Admittedly, MySQL works pretty well as a key-value store when a table has only a primary key because, as a clustered index in the InnoDB buffer pool, this is the fastest access possible. MySQL is blazing fast at single table primary key lookups. If this is one access pattern among others, and otherwise the data is structured and relational, then it’s ok: it’s simply an efficient point lookup; it’s not surreptitiously treating MySQL as a key-value store.
The problem and suboptimal use case occurs when this type of access is intentional: using point lookups for key-value access because the former happen to be blazing fast. The problem is, again, that every query in MySQL is a transaction that incurs all the transactional, relational overhead.
But more importantly, like using MySQL for a document store, you don’t get horizontal scalability for free. You would if you used a true key-value store like DynamoDB or ScyllaiDB.
Long ago (and still in some corners of the relational database world), it was common to put stored procedures in the database. PL/SQL for example. But the various problems with this are now readily found in books. For one thing, it’s difficult to unit test code in a stored procedure, which is especially bad given that the code is very important: it messes with data at the source of truth (the database).
In my experience, this is not common in MySQL even though it has stored procedures. So let’s keep it this way: don’t hide important code in MySQL. Keep all code with your application code, unit tested, and in Git (or whatever VCS you use).
Plus, code inside MySQL doesn’t scale well. Why burden the one writable MySQL instance with running such code when your application probably scales out horizontally through Kubernetes?
Chapter 9 in Print: Other Challenges
This is a very quick “part 2” of this blog post. For completeness, I’ll list the sections of chapter 9 in print with a one-liner about the importance of this “other challenge”.

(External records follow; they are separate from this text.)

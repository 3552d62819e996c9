//! Dashboard header: sidebar toggle, title and the user menu.

use super::{UiAction, UiState};
use crate::shortcuts::{ShortcutRegistry, TOGGLE_SIDEBAR};
use deskboard_core::Dashboard;
use deskboard_widgets::{GlyphButton, menu_item, menu_separator, panel_frame, theme};
use egui::{Align, Align2, Color32, Context, Layout, Pos2, Rect, RichText, Sense, Vec2};

pub const HEADER_HEIGHT: f32 = 56.0;
const AVATAR_SIZE: f32 = 32.0;
const MENU_WIDTH: f32 = 220.0;

pub fn render_header(ctx: &Context, dashboard: &Dashboard, state: &mut UiState) -> Option<UiAction> {
    let mut action = None;
    let mut avatar_rect = Rect::NOTHING;

    egui::TopBottomPanel::top("header")
        .exact_height(HEADER_HEIGHT)
        .frame(
            egui::Frame::new()
                .fill(theme::PANEL_BG)
                .stroke(egui::Stroke::new(1.0, theme::BORDER))
                .inner_margin(egui::Margin::symmetric(16, 0)),
        )
        .show(ctx, |ui| {
            ui.horizontal_centered(|ui| {
                let hint = ShortcutRegistry::hint(TOGGLE_SIDEBAR.description).unwrap_or_default();
                let glyph = if dashboard.is_sidebar_open() { "✖" } else { "☰" };
                if GlyphButton::new(glyph, "Add widgets").shortcut(&hint).show(ui) {
                    action = Some(UiAction::ToggleSidebar);
                }
                ui.add_space(8.0);
                ui.label(RichText::new("Deskboard").size(18.0).strong().color(theme::TEXT));

                ui.with_layout(Layout::right_to_left(Align::Center), |ui| {
                    let (rect, response) = ui.allocate_exact_size(Vec2::splat(AVATAR_SIZE), Sense::click());
                    avatar_rect = rect;
                    let fill = if state.user_menu_open || response.hovered() {
                        theme::ACCENT
                    } else {
                        theme::ACCENT.gamma_multiply(0.8)
                    };
                    ui.painter().circle_filled(rect.center(), AVATAR_SIZE / 2.0, fill);
                    ui.painter().text(
                        rect.center(),
                        Align2::CENTER_CENTER,
                        dashboard.user_initial(),
                        egui::FontId::proportional(15.0),
                        Color32::WHITE,
                    );
                    if response.on_hover_text(dashboard.user().email.as_str()).clicked() {
                        state.user_menu_open = !state.user_menu_open;
                    }
                });
            });
        });

    if state.user_menu_open {
        let menu_pos = Pos2::new(avatar_rect.right() - MENU_WIDTH, avatar_rect.bottom() + 8.0);
        let menu = egui::Area::new(egui::Id::new("user_menu"))
            .fixed_pos(menu_pos)
            .order(egui::Order::Foreground)
            .show(ctx, |ui| {
                panel_frame().show(ui, |ui| {
                    ui.set_width(MENU_WIDTH - 16.0);
                    ui.label(RichText::new("Signed in as").size(11.0).color(theme::TEXT_MUTED));
                    ui.label(RichText::new(&dashboard.user().email).color(theme::TEXT));
                    menu_separator(ui);
                    if menu_item(ui, "Sign out", "") {
                        action = Some(UiAction::SignOut);
                        state.user_menu_open = false;
                    }
                });
            });

        // Close when clicking anywhere else.
        if ctx.input(|i| i.pointer.any_click()) {
            if let Some(pos) = ctx.input(|i| i.pointer.interact_pos()) {
                if !avatar_rect.contains(pos) && !menu.response.rect.contains(pos) {
                    state.user_menu_open = false;
                }
            }
        }
    }

    action
}
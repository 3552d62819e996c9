//! What each widget shows inside its frame.

use crate::auth::UserIdentity;
use crate::widget::{Widget, WidgetKind};

/// Text block shown by widgets that have no live content yet.
#[derive(Debug, Clone, Copy, PartialEq, Eq)]
pub struct Placeholder {
    pub heading: &'static str,
    pub blurb: &'static str,
    pub footer: &'static str,
    /// Accent color name from the dashboard palette.
    pub accent: &'static str,
}

pub const CALENDAR_PLACEHOLDER: Placeholder = Placeholder {
    heading: "Smart Calendar",
    blurb: "Intelligent scheduling with conflict detection and AI suggestions",
    footer: "Coming soon",
    accent: "Purple",
};

pub const FILES_PLACEHOLDER: Placeholder = Placeholder {
    heading: "File Intelligence",
    blurb: "Smart file organization with AI-powered search and tagging",
    footer: "Coming soon",
    accent: "Orange",
};

/// Fallback text for content that cannot be resolved.
pub const GENERIC_CONTENT: &str = "Widget content";

/// The body to render for a widget.
#[derive(Debug, Clone, PartialEq, Eq)]
pub enum ContentDescriptor {
    /// Task list bound to a user.
    TodoContent { user_id: String },
    /// Note browser bound to a user.
    NotesContent { user_id: String },
    /// Spinner while the user identity is still unknown.
    Loading { kind: WidgetKind },
    CalendarPlaceholder(Placeholder),
    FilesPlaceholder(Placeholder),
    /// Unrecognized widget type.
    Generic,
}

/// Map a widget to its body.
pub fn render(widget: &Widget, user: Option<&UserIdentity>) -> ContentDescriptor {
    render_kind(widget.kind, user)
}

/// Map a widget kind to its body.
pub fn render_kind(kind: WidgetKind, user: Option<&UserIdentity>) -> ContentDescriptor {
    match (kind, user) {
        (WidgetKind::Todo, Some(user)) => ContentDescriptor::TodoContent {
            user_id: user.id.clone(),
        },
        (WidgetKind::Notes, Some(user)) => ContentDescriptor::NotesContent {
            user_id: user.id.clone(),
        },
        (WidgetKind::Todo | WidgetKind::Notes, None) => ContentDescriptor::Loading { kind },
        (WidgetKind::Calendar, _) => ContentDescriptor::CalendarPlaceholder(CALENDAR_PLACEHOLDER),
        (WidgetKind::Files, _) => ContentDescriptor::FilesPlaceholder(FILES_PLACEHOLDER),
    }
}

/// Map a serialized type name to a body; unknown names get [`ContentDescriptor::Generic`].
pub fn render_type_name(type_name: &str, user: Option<&UserIdentity>) -> ContentDescriptor {
    match type_name.parse::<WidgetKind>() {
        Ok(kind) => render_kind(kind, user),
        Err(e) => {
            log::warn!("{}", e);
            ContentDescriptor::Generic
        }
    }
}

#[cfg(test)]
mod tests {
    use super::*;
    use crate::widget::WidgetRegistry;

    fn user() -> UserIdentity {
        UserIdentity {
            id: "u-42".to_string(),
            email: "ada@example.com".to_string(),
        }
    }

    #[test]
    fn test_todo_and_notes_need_a_user() {
        let mut registry = WidgetRegistry::with_seed(1);
        let todo = registry.create_default(WidgetKind::Todo);
        let notes = registry.create_default(WidgetKind::Notes);

        assert_eq!(
            render(&todo, Some(&user())),
            ContentDescriptor::TodoContent { user_id: "u-42".to_string() }
        );
        assert_eq!(
            render(&notes, Some(&user())),
            ContentDescriptor::NotesContent { user_id: "u-42".to_string() }
        );
        assert_eq!(render(&todo, None), ContentDescriptor::Loading { kind: WidgetKind::Todo });
    }

    #[test]
    fn test_placeholders_ignore_user() {
        assert_eq!(
            render_kind(WidgetKind::Calendar, None),
            ContentDescriptor::CalendarPlaceholder(CALENDAR_PLACEHOLDER)
        );
        match render_kind(WidgetKind::Files, Some(&user())) {
            ContentDescriptor::FilesPlaceholder(p) => {
                assert_eq!(p.heading, "File Intelligence");
                assert_eq!(p.footer, "Coming soon");
            }
            other => panic!("unexpected {other:?}"),
        }
    }

    #[test]
    fn test_unknown_type_name_is_generic() {
        assert_eq!(render_type_name("weather", Some(&user())), ContentDescriptor::Generic);
        assert_eq!(
            render_type_name("calendar", None),
            ContentDescriptor::CalendarPlaceholder(CALENDAR_PLACEHOLDER)
        );
    }
}
//! Dashboard color palette.
//!
//! The Tailwind families the dashboard uses: slate for surfaces and text,
//! one accent per widget kind, and the traffic-light trio for priorities.

use egui::Color32;

/// A Tailwind color with all shade variants (50-950).
#[derive(Clone, Copy, Debug)]
pub struct TailwindColor {
    /// Color name (e.g., "Slate", "Emerald")
    pub name: &'static str,
    /// Shades from 50 to 950 (11 total)
    pub shades: [Color32; 11],
}

impl TailwindColor {
    pub const fn new(name: &'static str, shades: [(u8, u8, u8); 11]) -> Self {
        let mut out = [Color32::BLACK; 11];
        let mut i = 0;
        while i < 11 {
            out[i] = Color32::from_rgb(shades[i].0, shades[i].1, shades[i].2);
            i += 1;
        }
        Self { name, shades: out }
    }

    /// Shade by Tailwind number (50, 100, ..., 900, 950). Unknown numbers give 500.
    pub const fn shade(&self, level: u16) -> Color32 {
        let index = match level {
            50 => 0,
            100 => 1,
            200 => 2,
            300 => 3,
            400 => 4,
            600 => 6,
            700 => 7,
            800 => 8,
            900 => 9,
            950 => 10,
            _ => 5,
        };
        self.shades[index]
    }

    /// Icon and accent text shade.
    pub const fn accent(&self) -> Color32 {
        self.shade(400)
    }

    /// `bg-<color>-500/20` style translucent fill.
    pub fn tint(&self, alpha: u8) -> Color32 {
        let c = self.shade(500);
        Color32::from_rgba_unmultiplied(c.r(), c.g(), c.b(), alpha)
    }
}

pub const SLATE: TailwindColor = TailwindColor::new("Slate", [
    (248, 250, 252), (241, 245, 249), (226, 232, 240), (203, 213, 225),
    (148, 163, 184), (100, 116, 139), (71, 85, 105), (51, 65, 85),
    (30, 41, 59), (15, 23, 42), (2, 6, 23),
]);

pub const RED: TailwindColor = TailwindColor::new("Red", [
    (254, 242, 242), (254, 226, 226), (254, 202, 202), (252, 165, 165),
    (248, 113, 113), (239, 68, 68), (220, 38, 38), (185, 28, 28),
    (153, 27, 27), (127, 29, 29), (69, 10, 10),
]);

pub const ORANGE: TailwindColor = TailwindColor::new("Orange", [
    (255, 247, 237), (255, 237, 213), (254, 215, 170), (253, 186, 116),
    (251, 146, 60), (249, 115, 22), (234, 88, 12), (194, 65, 12),
    (154, 52, 18), (124, 45, 18), (67, 20, 7),
]);

pub const YELLOW: TailwindColor = TailwindColor::new("Yellow", [
    (254, 252, 232), (254, 249, 195), (254, 240, 138), (253, 224, 71),
    (250, 204, 21), (234, 179, 8), (202, 138, 4), (161, 98, 7),
    (133, 77, 14), (113, 63, 18), (66, 32, 6),
]);

pub const GREEN: TailwindColor = TailwindColor::new("Green", [
    (240, 253, 244), (220, 252, 231), (187, 247, 208), (134, 239, 172),
    (74, 222, 128), (34, 197, 94), (22, 163, 74), (21, 128, 61),
    (22, 101, 52), (20, 83, 45), (5, 46, 22),
]);

pub const EMERALD: TailwindColor = TailwindColor::new("Emerald", [
    (236, 253, 245), (209, 250, 229), (167, 243, 208), (110, 231, 183),
    (52, 211, 153), (16, 185, 129), (5, 150, 105), (4, 120, 87),
    (6, 95, 70), (6, 78, 59), (2, 44, 34),
]);

pub const CYAN: TailwindColor = TailwindColor::new("Cyan", [
    (236, 254, 255), (207, 250, 254), (165, 243, 252), (103, 232, 249),
    (34, 211, 238), (6, 182, 212), (8, 145, 178), (14, 116, 144),
    (21, 94, 117), (22, 78, 99), (8, 51, 68),
]);

pub const PURPLE: TailwindColor = TailwindColor::new("Purple", [
    (250, 245, 255), (243, 232, 255), (233, 213, 255), (216, 180, 254),
    (192, 132, 252), (168, 85, 247), (147, 51, 234), (126, 34, 206),
    (107, 33, 168), (88, 28, 135), (59, 7, 100),
]);

pub const PALETTE: &[TailwindColor] = &[SLATE, RED, ORANGE, YELLOW, GREEN, EMERALD, CYAN, PURPLE];

/// Look up a palette family by name (case-insensitive).
pub fn by_name(name: &str) -> Option<&'static TailwindColor> {
    PALETTE.iter().find(|c| c.name.eq_ignore_ascii_case(name))
}

/// Accent shade for a family name, slate when unknown.
pub fn accent(name: &str) -> Color32 {
    by_name(name).unwrap_or(&SLATE).accent()
}

/// Badge colors for a task priority: (fill, text).
pub fn priority_colors(priority: u8) -> (Color32, Color32) {
    let family = match priority {
        1 => &RED,
        2 => &YELLOW,
        3 => &GREEN,
        _ => &SLATE,
    };
    (family.tint(51), family.accent())
}

#[cfg(test)]
mod tests {
    use super::*;

    #[test]
    fn test_shade_lookup() {
        assert_eq!(SLATE.shade(900), Color32::from_rgb(15, 23, 42));
        assert_eq!(EMERALD.accent(), Color32::from_rgb(52, 211, 153));
        assert_eq!(CYAN.shade(123), CYAN.shade(500));
    }

    #[test]
    fn test_by_name_ignores_case() {
        assert_eq!(by_name("purple").map(|c| c.name), Some("Purple"));
        assert!(by_name("Magenta").is_none());
        assert_eq!(accent("Magenta"), SLATE.accent());
    }

    #[test]
    fn test_priority_colors() {
        assert_eq!(priority_colors(1).1, RED.accent());
        assert_eq!(priority_colors(3).1, GREEN.accent());
        assert_eq!(priority_colors(9).1, SLATE.accent());
    }
}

|Section Title||One-liner Point|
|Split-brain Is the Greatest Risk||A moment of split-brain can create an avalanche of inconsistent data|
|Data Drift Is Real but Invisible||Inconsistent data tends to spread and become more inconsistent|
|Don’t Trust an ORM||ORM libraries are optimized for developers, not databases|
|Schemas Always Change||You will need pt-online-schema-change or gh-ost|
|MySQL Extends Standard SQL||MySQL has quirks and surprises; expect them|
|Noisy Neighbors||Other programs steal system resources and inadvertently hurt MySQL performance|
|Applications Do Not Fail Gracefully||Practice chaos engineering to test the mettle of your application|
|High Performance MySQL Is Difficult||MySQL performance becomes easier with time and experience, but it’s always challenging|